### TASK INSTRUCTIONS
Set down exactly, from the records below, the line with "#[derive(Clone)]" through the line with "index among items).", and nothing else.

### MATERIAL FOR THE TASK
.....

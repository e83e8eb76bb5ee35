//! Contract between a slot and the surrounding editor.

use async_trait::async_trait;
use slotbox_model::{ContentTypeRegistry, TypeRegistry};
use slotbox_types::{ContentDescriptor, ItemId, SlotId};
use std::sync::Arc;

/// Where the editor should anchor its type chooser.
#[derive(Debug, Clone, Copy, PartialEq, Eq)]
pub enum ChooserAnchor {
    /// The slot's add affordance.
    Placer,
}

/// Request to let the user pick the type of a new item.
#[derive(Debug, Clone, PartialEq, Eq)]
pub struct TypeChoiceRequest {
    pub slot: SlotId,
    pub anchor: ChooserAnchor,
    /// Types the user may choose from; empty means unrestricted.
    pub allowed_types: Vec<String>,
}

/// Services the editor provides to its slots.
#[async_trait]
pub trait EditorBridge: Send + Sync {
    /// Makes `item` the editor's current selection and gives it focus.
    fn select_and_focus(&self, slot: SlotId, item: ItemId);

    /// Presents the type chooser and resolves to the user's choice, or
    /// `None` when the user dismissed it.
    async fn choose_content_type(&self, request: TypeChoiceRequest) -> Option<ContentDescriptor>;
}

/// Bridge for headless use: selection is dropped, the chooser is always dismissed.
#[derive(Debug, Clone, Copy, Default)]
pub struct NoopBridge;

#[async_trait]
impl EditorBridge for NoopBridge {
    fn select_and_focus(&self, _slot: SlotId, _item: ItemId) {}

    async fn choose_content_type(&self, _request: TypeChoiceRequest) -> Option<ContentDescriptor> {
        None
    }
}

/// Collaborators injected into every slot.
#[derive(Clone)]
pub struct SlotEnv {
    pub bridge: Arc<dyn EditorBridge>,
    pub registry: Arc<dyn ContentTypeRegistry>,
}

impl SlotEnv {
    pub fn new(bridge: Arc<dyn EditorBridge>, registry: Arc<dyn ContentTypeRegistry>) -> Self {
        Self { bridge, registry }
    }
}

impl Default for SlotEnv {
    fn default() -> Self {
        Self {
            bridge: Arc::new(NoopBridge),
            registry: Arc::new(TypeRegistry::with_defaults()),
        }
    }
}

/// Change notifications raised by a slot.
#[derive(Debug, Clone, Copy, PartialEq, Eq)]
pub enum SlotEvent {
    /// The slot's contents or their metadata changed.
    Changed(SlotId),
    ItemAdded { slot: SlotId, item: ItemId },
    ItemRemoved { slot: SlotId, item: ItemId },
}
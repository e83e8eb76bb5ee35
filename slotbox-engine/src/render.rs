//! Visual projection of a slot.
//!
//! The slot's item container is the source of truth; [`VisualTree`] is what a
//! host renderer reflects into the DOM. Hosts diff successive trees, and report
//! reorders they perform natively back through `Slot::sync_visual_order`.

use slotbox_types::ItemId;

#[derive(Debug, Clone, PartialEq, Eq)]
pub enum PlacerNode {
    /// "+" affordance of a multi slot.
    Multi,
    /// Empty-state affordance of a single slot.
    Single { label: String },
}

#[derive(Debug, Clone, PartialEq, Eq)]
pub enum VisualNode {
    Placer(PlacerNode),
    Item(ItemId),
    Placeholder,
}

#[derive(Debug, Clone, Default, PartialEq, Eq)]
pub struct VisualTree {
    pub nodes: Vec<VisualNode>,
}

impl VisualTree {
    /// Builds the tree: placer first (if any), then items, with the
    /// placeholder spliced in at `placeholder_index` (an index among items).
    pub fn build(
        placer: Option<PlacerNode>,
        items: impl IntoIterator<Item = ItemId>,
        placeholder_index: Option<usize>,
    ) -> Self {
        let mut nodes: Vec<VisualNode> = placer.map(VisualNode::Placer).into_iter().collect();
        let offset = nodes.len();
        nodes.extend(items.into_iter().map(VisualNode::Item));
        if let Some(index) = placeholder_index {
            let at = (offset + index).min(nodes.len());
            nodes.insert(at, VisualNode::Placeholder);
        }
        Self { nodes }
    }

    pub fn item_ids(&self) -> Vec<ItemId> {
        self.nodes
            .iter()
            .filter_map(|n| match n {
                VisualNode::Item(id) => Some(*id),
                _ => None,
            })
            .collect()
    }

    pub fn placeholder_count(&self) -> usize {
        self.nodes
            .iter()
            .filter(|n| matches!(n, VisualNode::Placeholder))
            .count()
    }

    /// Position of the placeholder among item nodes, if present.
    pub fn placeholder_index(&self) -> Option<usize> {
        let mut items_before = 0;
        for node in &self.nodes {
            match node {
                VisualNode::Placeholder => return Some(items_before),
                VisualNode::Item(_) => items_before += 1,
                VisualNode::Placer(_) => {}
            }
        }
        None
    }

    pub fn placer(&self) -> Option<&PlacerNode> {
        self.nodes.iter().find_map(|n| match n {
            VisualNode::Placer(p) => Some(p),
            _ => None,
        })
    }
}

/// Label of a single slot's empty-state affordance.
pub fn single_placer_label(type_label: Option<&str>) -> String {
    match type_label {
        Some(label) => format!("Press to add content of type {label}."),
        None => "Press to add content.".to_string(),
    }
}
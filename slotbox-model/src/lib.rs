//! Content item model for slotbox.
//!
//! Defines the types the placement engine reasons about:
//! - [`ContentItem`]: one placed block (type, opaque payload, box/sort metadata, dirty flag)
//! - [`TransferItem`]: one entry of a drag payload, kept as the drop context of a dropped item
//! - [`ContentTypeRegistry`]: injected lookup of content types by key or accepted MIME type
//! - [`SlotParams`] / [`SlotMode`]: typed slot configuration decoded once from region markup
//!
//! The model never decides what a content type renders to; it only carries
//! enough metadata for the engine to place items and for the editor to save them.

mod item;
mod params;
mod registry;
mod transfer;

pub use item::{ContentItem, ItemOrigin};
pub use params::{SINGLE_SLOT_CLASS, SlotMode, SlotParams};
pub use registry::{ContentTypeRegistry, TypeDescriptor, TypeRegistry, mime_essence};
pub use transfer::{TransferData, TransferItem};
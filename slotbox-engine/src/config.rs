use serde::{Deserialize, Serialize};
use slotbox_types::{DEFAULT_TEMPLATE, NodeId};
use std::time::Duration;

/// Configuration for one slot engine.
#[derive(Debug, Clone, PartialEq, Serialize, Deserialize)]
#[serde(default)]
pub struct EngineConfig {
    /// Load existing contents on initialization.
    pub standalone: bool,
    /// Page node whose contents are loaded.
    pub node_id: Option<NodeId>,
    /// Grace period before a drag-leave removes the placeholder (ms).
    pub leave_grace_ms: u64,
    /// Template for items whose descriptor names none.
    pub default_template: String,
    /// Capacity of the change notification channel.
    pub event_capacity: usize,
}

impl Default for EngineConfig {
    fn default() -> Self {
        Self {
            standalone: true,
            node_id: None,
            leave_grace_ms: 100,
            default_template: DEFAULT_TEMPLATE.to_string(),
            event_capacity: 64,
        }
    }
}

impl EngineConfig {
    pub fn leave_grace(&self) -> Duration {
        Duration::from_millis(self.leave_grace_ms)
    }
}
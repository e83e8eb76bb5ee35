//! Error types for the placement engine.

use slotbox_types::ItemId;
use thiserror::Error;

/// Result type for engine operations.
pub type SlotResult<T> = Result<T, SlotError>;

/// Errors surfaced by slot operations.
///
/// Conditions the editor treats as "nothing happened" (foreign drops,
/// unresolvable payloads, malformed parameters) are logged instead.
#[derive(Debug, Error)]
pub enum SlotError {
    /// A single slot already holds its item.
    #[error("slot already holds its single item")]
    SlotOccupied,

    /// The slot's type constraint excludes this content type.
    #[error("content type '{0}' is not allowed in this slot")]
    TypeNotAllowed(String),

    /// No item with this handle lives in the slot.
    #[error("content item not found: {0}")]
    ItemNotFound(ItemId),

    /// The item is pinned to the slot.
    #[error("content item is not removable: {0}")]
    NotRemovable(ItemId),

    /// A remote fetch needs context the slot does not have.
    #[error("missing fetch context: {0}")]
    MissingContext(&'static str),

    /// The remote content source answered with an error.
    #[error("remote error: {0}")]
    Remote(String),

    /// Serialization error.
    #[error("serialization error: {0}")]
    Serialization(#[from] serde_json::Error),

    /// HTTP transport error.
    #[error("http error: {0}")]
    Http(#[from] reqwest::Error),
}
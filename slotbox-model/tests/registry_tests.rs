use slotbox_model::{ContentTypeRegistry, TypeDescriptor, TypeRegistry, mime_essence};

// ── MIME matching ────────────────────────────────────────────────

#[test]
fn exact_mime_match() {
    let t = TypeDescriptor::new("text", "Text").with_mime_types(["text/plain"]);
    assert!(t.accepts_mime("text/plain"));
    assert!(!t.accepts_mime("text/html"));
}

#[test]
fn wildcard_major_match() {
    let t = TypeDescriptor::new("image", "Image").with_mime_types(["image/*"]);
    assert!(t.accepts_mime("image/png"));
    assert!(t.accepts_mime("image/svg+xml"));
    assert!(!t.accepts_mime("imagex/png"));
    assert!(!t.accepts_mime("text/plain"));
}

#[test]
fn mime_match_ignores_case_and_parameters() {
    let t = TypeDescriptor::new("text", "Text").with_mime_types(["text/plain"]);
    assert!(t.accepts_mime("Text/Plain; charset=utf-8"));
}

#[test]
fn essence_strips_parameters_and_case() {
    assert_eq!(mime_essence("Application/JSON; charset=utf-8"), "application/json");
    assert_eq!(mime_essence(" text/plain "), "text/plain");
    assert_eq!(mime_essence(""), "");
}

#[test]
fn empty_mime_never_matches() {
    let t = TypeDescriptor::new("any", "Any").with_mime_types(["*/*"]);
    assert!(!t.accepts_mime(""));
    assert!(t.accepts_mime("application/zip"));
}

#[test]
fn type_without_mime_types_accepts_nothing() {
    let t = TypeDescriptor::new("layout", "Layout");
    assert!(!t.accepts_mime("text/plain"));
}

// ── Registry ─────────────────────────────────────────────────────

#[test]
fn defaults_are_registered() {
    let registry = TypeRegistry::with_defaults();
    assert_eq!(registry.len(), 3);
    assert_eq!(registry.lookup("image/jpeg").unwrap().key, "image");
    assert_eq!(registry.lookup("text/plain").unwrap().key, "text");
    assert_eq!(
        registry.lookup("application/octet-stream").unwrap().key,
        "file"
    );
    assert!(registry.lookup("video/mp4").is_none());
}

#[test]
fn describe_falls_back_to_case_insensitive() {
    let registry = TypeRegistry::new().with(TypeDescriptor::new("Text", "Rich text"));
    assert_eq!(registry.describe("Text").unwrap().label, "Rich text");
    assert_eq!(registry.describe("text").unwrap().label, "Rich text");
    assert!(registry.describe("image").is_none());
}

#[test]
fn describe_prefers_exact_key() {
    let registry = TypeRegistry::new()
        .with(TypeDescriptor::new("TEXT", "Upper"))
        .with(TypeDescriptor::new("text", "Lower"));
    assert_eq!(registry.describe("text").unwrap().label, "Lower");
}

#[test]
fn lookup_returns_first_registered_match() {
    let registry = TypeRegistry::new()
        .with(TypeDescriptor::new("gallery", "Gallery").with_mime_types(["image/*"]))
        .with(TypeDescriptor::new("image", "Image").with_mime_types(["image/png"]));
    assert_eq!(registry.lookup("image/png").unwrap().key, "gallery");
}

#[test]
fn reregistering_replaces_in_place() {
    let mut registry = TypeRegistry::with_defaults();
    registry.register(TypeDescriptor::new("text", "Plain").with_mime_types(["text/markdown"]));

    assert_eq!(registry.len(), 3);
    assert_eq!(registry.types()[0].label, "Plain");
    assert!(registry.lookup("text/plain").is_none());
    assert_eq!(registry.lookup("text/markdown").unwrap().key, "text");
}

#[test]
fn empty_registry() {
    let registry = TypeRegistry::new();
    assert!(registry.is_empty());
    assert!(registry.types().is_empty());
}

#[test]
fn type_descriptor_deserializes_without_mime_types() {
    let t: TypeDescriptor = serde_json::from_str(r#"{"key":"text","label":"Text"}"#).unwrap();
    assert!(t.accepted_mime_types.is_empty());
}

.....

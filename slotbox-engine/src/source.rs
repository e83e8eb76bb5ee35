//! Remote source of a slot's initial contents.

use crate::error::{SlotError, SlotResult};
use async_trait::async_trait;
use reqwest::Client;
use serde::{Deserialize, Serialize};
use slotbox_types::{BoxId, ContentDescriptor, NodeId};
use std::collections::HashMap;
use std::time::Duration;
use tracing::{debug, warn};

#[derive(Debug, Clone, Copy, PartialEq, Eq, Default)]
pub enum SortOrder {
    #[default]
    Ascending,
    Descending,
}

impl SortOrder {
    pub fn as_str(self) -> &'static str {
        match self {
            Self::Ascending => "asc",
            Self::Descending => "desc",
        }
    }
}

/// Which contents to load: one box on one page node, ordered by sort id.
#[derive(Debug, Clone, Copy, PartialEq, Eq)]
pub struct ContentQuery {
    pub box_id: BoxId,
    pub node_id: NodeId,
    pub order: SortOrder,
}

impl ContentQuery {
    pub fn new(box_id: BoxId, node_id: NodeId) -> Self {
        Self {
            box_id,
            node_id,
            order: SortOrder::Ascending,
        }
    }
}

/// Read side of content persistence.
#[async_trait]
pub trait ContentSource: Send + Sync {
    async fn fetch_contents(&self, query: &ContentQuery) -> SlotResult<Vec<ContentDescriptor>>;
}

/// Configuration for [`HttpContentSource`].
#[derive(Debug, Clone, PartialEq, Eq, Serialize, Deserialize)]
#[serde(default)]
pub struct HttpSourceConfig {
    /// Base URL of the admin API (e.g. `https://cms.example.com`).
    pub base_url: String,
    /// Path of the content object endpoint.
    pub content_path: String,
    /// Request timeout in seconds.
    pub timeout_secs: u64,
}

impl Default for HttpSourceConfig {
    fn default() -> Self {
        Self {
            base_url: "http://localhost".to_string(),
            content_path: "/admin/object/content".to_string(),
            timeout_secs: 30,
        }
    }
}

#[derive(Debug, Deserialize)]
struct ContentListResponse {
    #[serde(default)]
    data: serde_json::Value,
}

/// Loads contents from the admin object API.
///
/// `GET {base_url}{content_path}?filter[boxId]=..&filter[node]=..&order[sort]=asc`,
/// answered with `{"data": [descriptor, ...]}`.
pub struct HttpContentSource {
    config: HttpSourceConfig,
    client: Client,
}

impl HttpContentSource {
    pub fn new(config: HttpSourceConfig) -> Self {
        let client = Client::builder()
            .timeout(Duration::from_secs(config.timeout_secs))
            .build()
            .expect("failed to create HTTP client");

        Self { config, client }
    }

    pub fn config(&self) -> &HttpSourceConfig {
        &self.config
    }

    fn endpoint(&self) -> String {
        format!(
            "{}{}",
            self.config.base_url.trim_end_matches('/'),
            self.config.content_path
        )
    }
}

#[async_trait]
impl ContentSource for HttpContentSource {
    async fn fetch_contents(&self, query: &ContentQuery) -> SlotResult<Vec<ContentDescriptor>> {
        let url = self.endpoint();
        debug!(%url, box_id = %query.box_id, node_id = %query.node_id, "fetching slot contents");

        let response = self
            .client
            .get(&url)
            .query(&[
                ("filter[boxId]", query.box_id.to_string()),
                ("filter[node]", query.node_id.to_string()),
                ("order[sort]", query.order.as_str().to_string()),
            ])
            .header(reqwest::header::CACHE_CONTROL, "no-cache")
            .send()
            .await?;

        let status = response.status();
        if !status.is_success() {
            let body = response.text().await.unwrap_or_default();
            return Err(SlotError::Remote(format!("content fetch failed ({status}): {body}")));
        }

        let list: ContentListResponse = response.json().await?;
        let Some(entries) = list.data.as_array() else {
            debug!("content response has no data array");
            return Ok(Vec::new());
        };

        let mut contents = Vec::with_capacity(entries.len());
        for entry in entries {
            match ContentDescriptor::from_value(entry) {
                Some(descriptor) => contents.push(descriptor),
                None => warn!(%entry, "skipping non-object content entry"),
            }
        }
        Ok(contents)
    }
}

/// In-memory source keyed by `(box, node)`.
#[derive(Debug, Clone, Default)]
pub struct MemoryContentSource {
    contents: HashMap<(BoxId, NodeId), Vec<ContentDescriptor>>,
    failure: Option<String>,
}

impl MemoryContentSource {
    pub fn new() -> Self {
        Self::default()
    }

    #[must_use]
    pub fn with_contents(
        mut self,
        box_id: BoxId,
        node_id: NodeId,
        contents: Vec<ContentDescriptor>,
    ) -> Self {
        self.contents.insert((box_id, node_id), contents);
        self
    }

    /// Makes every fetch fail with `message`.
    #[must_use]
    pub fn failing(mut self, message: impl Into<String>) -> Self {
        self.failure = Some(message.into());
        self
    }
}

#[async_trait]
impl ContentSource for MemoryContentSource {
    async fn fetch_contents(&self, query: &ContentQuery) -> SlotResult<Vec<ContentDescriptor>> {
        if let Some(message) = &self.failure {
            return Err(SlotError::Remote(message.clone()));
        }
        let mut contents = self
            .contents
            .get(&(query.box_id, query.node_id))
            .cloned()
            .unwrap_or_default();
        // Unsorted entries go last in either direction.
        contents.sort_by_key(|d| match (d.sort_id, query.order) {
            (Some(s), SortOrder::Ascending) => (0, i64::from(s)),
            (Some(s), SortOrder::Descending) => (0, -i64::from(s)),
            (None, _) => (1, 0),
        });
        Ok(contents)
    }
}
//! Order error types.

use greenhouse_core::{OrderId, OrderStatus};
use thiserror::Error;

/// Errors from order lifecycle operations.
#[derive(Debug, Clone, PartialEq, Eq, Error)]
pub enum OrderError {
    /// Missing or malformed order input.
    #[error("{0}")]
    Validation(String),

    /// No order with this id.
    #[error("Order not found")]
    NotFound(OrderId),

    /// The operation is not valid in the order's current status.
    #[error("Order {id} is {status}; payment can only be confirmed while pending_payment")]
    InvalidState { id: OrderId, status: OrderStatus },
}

.....

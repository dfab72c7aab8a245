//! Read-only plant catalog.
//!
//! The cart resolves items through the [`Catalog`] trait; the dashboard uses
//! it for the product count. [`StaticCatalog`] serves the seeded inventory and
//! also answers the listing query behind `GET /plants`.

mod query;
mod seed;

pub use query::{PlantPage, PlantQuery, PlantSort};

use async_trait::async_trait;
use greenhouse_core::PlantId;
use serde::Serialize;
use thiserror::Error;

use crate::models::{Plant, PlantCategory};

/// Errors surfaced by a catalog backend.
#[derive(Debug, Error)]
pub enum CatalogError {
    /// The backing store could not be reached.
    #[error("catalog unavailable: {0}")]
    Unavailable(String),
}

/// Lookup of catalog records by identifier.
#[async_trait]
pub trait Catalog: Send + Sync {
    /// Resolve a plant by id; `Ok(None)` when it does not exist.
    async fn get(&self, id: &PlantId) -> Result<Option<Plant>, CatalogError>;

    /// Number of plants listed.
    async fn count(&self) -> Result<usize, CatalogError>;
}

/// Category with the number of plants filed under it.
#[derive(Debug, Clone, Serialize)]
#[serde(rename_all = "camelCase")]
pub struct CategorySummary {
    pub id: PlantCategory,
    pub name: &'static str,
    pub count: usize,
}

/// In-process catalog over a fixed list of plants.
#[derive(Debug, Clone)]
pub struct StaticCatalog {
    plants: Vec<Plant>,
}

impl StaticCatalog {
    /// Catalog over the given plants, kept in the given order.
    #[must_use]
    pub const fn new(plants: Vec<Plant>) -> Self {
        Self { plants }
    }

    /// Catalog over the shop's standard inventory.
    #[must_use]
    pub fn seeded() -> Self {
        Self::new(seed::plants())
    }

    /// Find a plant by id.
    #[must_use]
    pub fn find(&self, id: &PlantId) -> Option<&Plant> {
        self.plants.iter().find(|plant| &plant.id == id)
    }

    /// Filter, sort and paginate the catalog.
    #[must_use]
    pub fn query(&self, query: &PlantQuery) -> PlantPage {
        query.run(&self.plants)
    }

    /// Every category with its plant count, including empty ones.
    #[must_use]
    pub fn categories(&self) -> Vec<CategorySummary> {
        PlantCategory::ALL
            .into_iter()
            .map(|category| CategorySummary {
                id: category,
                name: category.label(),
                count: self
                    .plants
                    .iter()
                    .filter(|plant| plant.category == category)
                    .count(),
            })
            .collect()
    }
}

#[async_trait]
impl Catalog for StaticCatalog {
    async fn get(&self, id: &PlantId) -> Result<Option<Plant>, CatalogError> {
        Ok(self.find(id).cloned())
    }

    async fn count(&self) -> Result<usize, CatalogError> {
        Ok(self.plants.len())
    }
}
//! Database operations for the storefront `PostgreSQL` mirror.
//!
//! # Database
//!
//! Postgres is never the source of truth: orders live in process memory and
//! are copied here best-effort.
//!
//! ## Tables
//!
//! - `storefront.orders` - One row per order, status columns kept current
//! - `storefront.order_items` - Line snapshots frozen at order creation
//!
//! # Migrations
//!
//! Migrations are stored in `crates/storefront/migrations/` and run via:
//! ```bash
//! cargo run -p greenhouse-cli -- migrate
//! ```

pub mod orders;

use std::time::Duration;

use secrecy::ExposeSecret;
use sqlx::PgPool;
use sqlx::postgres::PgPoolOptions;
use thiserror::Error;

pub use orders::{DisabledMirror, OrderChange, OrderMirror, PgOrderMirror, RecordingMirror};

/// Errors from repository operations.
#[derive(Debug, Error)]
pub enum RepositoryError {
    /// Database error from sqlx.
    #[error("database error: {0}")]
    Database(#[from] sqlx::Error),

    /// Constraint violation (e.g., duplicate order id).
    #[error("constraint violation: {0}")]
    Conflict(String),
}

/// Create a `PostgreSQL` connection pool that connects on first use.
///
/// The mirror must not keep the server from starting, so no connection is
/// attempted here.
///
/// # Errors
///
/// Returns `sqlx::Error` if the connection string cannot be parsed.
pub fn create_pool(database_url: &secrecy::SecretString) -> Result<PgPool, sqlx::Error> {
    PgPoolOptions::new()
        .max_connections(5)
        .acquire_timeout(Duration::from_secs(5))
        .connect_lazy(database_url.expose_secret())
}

.....

### SOLUTION
#[derive(Clone)]
pub struct SlotEnv {
    pub bridge: Arc<dyn EditorBridge>,
    pub registry: Arc<dyn ContentTypeRegistry>,
}

impl SlotEnv {
    pub fn new(bridge: Arc<dyn EditorBridge>, registry: Arc<dyn ContentTypeRegistry>) -> Self {
        Self { bridge, registry }
    }
}

impl Default for SlotEnv {
    fn default() -> Self {
        Self {
            bridge: Arc::new(NoopBridge),
            registry: Arc::new(TypeRegistry::with_defaults()),
        }
    }
}

/// Change notifications raised by a slot.
#[derive(Debug, Clone, Copy, PartialEq, Eq)]
pub enum SlotEvent {
    /// The slot's contents or their metadata changed.
    Changed(SlotId),
    ItemAdded { slot: SlotId, item: ItemId },
    ItemRemoved { slot: SlotId, item: ItemId },
}
repository e83e8eb76bb5ee35
filename slotbox-engine/src/render.rs
//! Visual projection of a slot.
//!
//! The slot's item container is the source of truth; [`VisualTree`] is what a
//! host renderer reflects into the DOM. Hosts diff successive trees, and report
//! reorders they perform natively back through `Slot::sync_visual_order`.

use slotbox_types::ItemId;

#[derive(Debug, Clone, PartialEq, Eq)]
pub enum PlacerNode {
    /// "+" affordance of a multi slot.
    Multi,
    /// Empty-state affordance of a single slot.
    Single { label: String },
}

#[derive(Debug, Clone, PartialEq, Eq)]
pub enum VisualNode {
    Placer(PlacerNode),
    Item(ItemId),
    Placeholder,
}

#[derive(Debug, Clone, Default, PartialEq, Eq)]
pub struct VisualTree {
    pub nodes: Vec<VisualNode>,
}

impl VisualTree {
    /// Builds the tree: placer first (if any), then items, with the
    /// placeholder spliced in at `placeholder_index` (an index among items).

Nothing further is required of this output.